La “montagna madre” d’Abruzzo svela un’altra inedita storia bellica, che vede ancora come protagonista un bombardiere americano. Dopo la vicenda del B-17G precipitato sulle pietraie sotto i Tre Portoni il 2 novembre 1944, il team di ricerca Macr – sempre in collaborazione con l’Associazione “Archeologi dell’Aria” – è venuto a capo anche di un altro mistero della Maiella. È stato identificato, infatti, il B-24H “Liberator” americano i cui resti erano stati segnalati sparsi tra i blocchi rocciosi dell’alta Valle del Forcone, al cospetto di Cima Murelle: l’aereo aveva il numero di serie 42-95239, apparteneva al 727° Bomber Squadron (451° Bomber Group “Heavy”) ed era stato soprannominato “Ape” (“scimmia”).
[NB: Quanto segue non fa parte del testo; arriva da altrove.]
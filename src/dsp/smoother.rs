//! # Parameter Smoother
//!
//! Slews a control value toward its target with a one-pole lowpass.
//!
//! The smoother runs at *control rate*, once per parameter update, not
//! once per audio sample. Its cutoff is therefore specified against the
//! update rate, and has to be re-derived whenever the sample rate (and
//! so the update rate) changes.
//!
//! The Size control uses it: a jump in size moves every comb read head
//! at once, which is audible as a click or a pitch glitch. Slewed at
//! 20 Hz, the same jump becomes a short, smooth glide.

use super::{filter::OnePoleFilter, Processor};

/// Default slew cutoff for control signals.
pub const DEFAULT_SLEW_HZ: f32 = 20.0;

/// Distance from the target at which the slew is considered done.
const SETTLE_EPSILON: f32 = 1e-6;

pub struct ParameterSmoother {
    filter: OnePoleFilter,
    cutoff_hz: f32,
}

impl ParameterSmoother {
    /// Create a smoother sitting at `initial`, with its cutoff
    /// expressed against an update rate of `update_rate_hz`.
    pub fn new(initial: f32, cutoff_hz: f32, update_rate_hz: f32) -> Self {
        let mut filter = OnePoleFilter::new();
        filter.set_cutoff(cutoff_hz, update_rate_hz);
        filter.reset_to(initial);
        Self { filter, cutoff_hz }
    }

    /// Re-derive the coefficient for a new update rate.
    pub fn set_update_rate(&mut self, update_rate_hz: f32) {
        self.filter.set_cutoff(self.cutoff_hz, update_rate_hz);
    }

    /// Advance one control step toward `target` and return the slewed
    /// value.
    ///
    /// Within [`SETTLE_EPSILON`] of the target the output snaps onto it,
    /// so a settled smoother returns exactly the same value every step.
    pub fn next(&mut self, target: f32) -> f32 {
        let value = self.filter.process(target);
        if (value - target).abs() <= SETTLE_EPSILON {
            self.filter.reset_to(target);
            return target;
        }
        value
    }

    /// Jump straight to `value` (used when the host re-initializes).
    pub fn snap_to(&mut self, value: f32) {
        self.filter.reset_to(value);
    }
}
//! # Modulation (LFO)
//!
//! A slow sine oscillator per comb. Each comb's read head sits at
//!
//! ```text
//! offset = base_delay + depth * sin(phase)
//! ```
//!
//! so its delay, and with it every resonant peak of the comb, drifts by
//! a few samples. That drift smears the fixed, evenly spaced resonances
//! that make an unmodulated comb bank sound metallic.
//!
//! Each LFO starts at its own phase so the combs never move in lockstep.

use std::f32::consts::TAU;

pub struct Lfo {
    /// Current phase in radians, kept in `0..TAU`.
    phase: f32,
    /// Phase advance per sample, in radians.
    increment: f32,
}

impl Lfo {
    pub fn new(initial_phase: f32) -> Self {
        Self {
            phase: initial_phase.rem_euclid(TAU),
            increment: 0.0,
        }
    }

    pub fn set_rate(&mut self, rate_hz: f32, sample_rate: f32) {
        self.increment = TAU * rate_hz / sample_rate;
    }

    /// Return the current sine value and advance one sample.
    #[inline]
    pub fn next(&mut self) -> f32 {
        let value = self.phase.sin();
        self.phase += self.increment;
        if self.phase >= TAU {
            self.phase -= TAU;
        }
        value
    }

    pub fn phase(&self) -> f32 {
        self.phase
    }
}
Questo bombardiere si schiantò sull’impressionante parete Nord del Monte Acquaviva il 4 novembre 1944 – solo due giorni dopo il tragico impatto del B-17G – mentre rientrava dalla missione n. 144 sullo scalo di smistamento ferroviario di Kufstein in Austria. Ai comandi del B-24H c’era il sottotenente William R. Young e con lui a bordo c’erano altri 10 membri dell’equipaggio, con età compresa tra i 20 e i 29 anni (scheda completa a fine articolo), tutti deceduti e in seguito insigniti delle onorificenze Air Medal e Purple Heart. Di questi sfortunati aviatori ben sette – fra i quali anche il pilota Young – sono stati sepolti in Italia nel Cimitero americano di Firenze. Lo stesso dove riposano anche il pilota e il navigatore del B-17G caduto 48 ore prima sotto i Tre Portoni. Ad analizzare sul campo i rottami del B-24H, utilizzando come base il rifugio Martellese e in accordo con il Parco Nazionale della Maiella e il Reparto Carabinieri Biodiversità di Pescara, sono saliti i membri del gruppo Maiella Air Crash Research – Lorenzo Grassi, Lucio Le Donne, Luciano Schiazza, Enrico Siena e Maria Luisa Tricca – insieme all’ingegnere Gianluca Mazzanti dell’Associazione “Archeologi dell’Aria”. Quest’ultimo, analizzando i rottami documentati dal team Macr nella Valle del Forcone, intorno ai 2.000 metri di quota, ha identificato con certezza il velivolo, collegandolo alla documentazione storica d’archivio.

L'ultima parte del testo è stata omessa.